*** Extracted material Section Begins ***
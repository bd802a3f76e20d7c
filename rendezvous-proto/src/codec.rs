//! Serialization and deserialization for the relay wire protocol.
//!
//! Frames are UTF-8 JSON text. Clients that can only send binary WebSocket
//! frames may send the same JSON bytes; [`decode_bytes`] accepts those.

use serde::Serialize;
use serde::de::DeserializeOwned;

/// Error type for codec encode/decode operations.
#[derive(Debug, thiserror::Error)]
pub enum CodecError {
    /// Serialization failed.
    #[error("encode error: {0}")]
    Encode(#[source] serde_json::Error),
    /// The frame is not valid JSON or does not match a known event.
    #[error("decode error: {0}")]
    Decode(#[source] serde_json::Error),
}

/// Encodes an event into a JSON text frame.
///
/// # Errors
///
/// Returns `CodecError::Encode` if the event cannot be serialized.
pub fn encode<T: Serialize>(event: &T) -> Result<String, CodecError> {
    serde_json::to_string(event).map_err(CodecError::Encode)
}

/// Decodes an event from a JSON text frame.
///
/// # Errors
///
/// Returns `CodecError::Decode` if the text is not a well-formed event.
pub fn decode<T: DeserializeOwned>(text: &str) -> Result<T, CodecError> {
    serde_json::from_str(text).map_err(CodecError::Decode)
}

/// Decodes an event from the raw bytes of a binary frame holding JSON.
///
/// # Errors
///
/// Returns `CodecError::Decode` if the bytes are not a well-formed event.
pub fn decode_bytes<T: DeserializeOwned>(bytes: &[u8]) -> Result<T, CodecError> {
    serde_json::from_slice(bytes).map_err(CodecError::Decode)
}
*** Extracted material Section Ends ***
*What to work on*.
Take the line containing "cannot be serialized." and every line after it up to the last line of the listing, and output them exactly, with nothing else.

*Answer to this task*.
/// Returns `CodecError::Encode` if the event cannot be serialized.
pub fn encode<T: Serialize>(event: &T) -> Result<String, CodecError> {
    serde_json::to_string(event).map_err(CodecError::Encode)
}

/// Decodes an event from a JSON text frame.
///
/// # Errors
///
/// Returns `CodecError::Decode` if the text is not a well-formed event.
pub fn decode<T: DeserializeOwned>(text: &str) -> Result<T, CodecError> {
    serde_json::from_str(text).map_err(CodecError::Decode)
}

/// Decodes an event from the raw bytes of a binary frame holding JSON.
///
/// # Errors
///
/// Returns `CodecError::Decode` if the bytes are not a well-formed event.
pub fn decode_bytes<T: DeserializeOwned>(bytes: &[u8]) -> Result<T, CodecError> {
    serde_json::from_slice(bytes).map_err(CodecError::Decode)
}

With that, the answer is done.